Cultural heritage in west Africa is also associated with nature—it is not limited to that which is man-made. The relationship between west African people and their natural environment is encapsulated in the rich oral traditions that map the landscape, making cultural heritage of place. Spiritual beliefs are at the heart of the management of natural features, such as sacred groves, rivers, pools—believed to be inhabited and protected by gods (totem animals or ancestors)—often associated with old settlements. Sacred, secret, and often private places such as sacred forests are only accessible to initiated members of secret or ritual societies. Sacred forests, or groves, are often remnants of ancient forests, of great cultural and biodiversity value, and their conservation is highly dependent on religious and cultural beliefs. Some sacred forests were considered to be “evil forests” because of the belief that they were inhabited by malevolent forces—they were also the burial places for people who died in an untimely manner.3
Among the Akan of Ghana, sacred places such as the Akyem Abuakwa traditional area is home to a wide range of biodiverse and geologic formations, which are ascribed spiritual values, and to several deities in the Akan religion (Awuah-Nyamekye 2019). In the specific example of the Akan, the community is motivated by the need to not deprive future generations of rare plants and animals, but to maintain the delicate balance between plants, animals, and humans with their needs for food, medicine, space, clean water, and clean air. This is similar to the situation at the Osun Osogbo sacred grove where the Osun River defines the heritage value of the forest. Local communities have their own rules prohibiting reckless harvesting of timber and game, which have protected the sacred forests over many generations. Ironically, what was once condemned as fetish—and often destroyed—are now recognized as central to the preservation of the rain forests of west Africa. Research (Campbell 2005; Ceperley, Montagnini, and Natta 2010) increasingly demonstrates how these heritage sites are rich biodiverse areas and carbon sinks, often better protected by the very nature of their sacred value than the formal government protected areas.
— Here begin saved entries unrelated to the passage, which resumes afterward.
impl TetrisEnv {
    /// Create a new environment
    pub fn new(config: EnvironmentConfig) -> Result<Self> {
        let mut rng = match config.seed {
            Some(seed) => StdRng::seed_from_u64(seed),
            None => StdRng::from_entropy(),
        };

        let mut bag = Self::refill_bag(&mut rng);
        let piece = Piece::spawn(bag.remove(0));
        let next_piece = bag.remove(0);

        Ok(Self {
            grid: Array2::zeros((ROWS, COLS)),
            piece,
            next_piece,
            bag,
            score: 0,
            lines: 0,
            level: 0,
            game_over: false,
            rng,
        })
    }

    /// All seven pieces in a random order
    fn refill_bag(rng: &mut StdRng) -> Vec<PieceKind> {
        let mut bag = PieceKind::ALL.to_vec();
        bag.shuffle(rng);
        bag
    }

    fn deal_piece(&mut self) -> PieceKind {
        if self.bag.is_empty() {
            self.bag = Self::refill_bag(&mut self.rng);
        }
        self.bag.remove(0)
    }

    /// Current score
    #[must_use]
    pub fn score(&self) -> u64 {
        self.score
    }

    /// Total lines cleared this episode
    #[must_use]
    pub fn lines(&self) -> u64 {
        self.lines
    }

    /// Current level
    #[must_use]
    pub fn level(&self) -> u64 {
        self.level
    }

    /// Whether a piece position is legal on the current grid
    ///
    /// Blocks above the visible playfield are allowed; freshly spawned
    /// pieces start there.
    fn piece_fits(&self, piece: &Piece) -> bool {
        piece.blocks().iter().all(|&(x, y)| {
            if x < 0 || x >= COLS as i32 || y >= ROWS as i32 {
                return false;
            }
            y < 0 || self.grid[[y as usize, x as usize]] == 0
        })
    }

    /// Lock the active piece, clear rows, update the score and deal
    /// the next piece. Returns true when the game ends.
    fn lock_piece(&mut self) -> bool {
        let blocks = self.piece.blocks();
        let mut defeat = false;
        let mut final_row = -1_i32;

        for &(x, y) in &blocks {
            final_row = final_row.max(y);
            if y < 0 {
                // locked above the visible playfield
                defeat = true;
            } else {
                self.grid[[y as usize, x as usize]] = 1;
            }
        }

        let cleared = self.clear_rows();
        self.lines += cleared as u64;
        self.level = self.lines / 10;

        if cleared == 0 {
            // deeper placements pay more
            self.score += (final_row + 1).max(0) as u64;
        } else {
            self.score += line_clear_score(self.level, cleared);
        }

        // top row occupied means the stack has reached the ceiling
        if (0..COLS).any(|col| self.grid[[0, col]] != 0) {
            defeat = true;
        }

        self.piece = Piece::spawn(self.next_piece);
        self.next_piece = self.deal_piece();

        defeat
    }

    /// Remove full rows, shifting everything above them down
    fn clear_rows(&mut self) -> usize {
        let full: Vec<usize> = (0..ROWS)
            .filter(|&row| (0..COLS).all(|col| self.grid[[row, col]] != 0))
            .collect();

        if full.is_empty() {
            return 0;
        }

        let mut compacted = Array2::zeros((ROWS, COLS));
        let mut write_row = ROWS;
        for row in (0..ROWS).rev() {
            if full.contains(&row) {
                continue;
            }
            write_row -= 1;
            for col in 0..COLS {
                compacted[[write_row, col]] = self.grid[[row, col]];
            }
        }
        self.grid = compacted;

        full.len()
    }

    fn observation(&self) -> Result<BoardObservation> {
        let mut board = self.grid.mapv(f32::from);
        for (x, y) in self.piece.blocks() {
            if (0..ROWS as i32).contains(&y) && (0..COLS as i32).contains(&x) {
                board[[y as usize, x as usize]] = tetris_rl_core::CELL_ACTIVE;
            }
        }

        let rotation = (self.piece.rotation % self.piece.rotation_count()) as f32;
        let extras = arr1(&[
            self.piece.kind.index() as f32 / 6.0,
            rotation / 3.0,
            self.next_piece.index() as f32 / 6.0,
        ]);

        BoardObservation::new(board, extras)
    }

    fn step_info(&self) -> StepInfo {
        let mut info = StepInfo::default();
        info.fields
            .insert("score".to_string(), serde_json::json!(self.score));
        info.fields
            .insert("lines".to_string(), serde_json::json!(self.lines));
        info.fields
            .insert("level".to_string(), serde_json::json!(self.level));
        info
    }
}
Among the Moaga of Burkina Faso, a tree is the living image of man (Yameogo 2015); for instance, entrusting a child to the locust bean tree (Parkia biglobosa), also called néré, confers on the child the characteristics of an entity that possesses mysterious beneficial virtues. In some communities in the Lake Chad region, when the remains of a deceased person cannot be brought back to the village because of excessive distance, drowning, or during conflicts, their remains are replaced by a symbolic piece of wood from a very specific tree species such as Vitex doniana or Adenium obaesum (Seignobos 1997).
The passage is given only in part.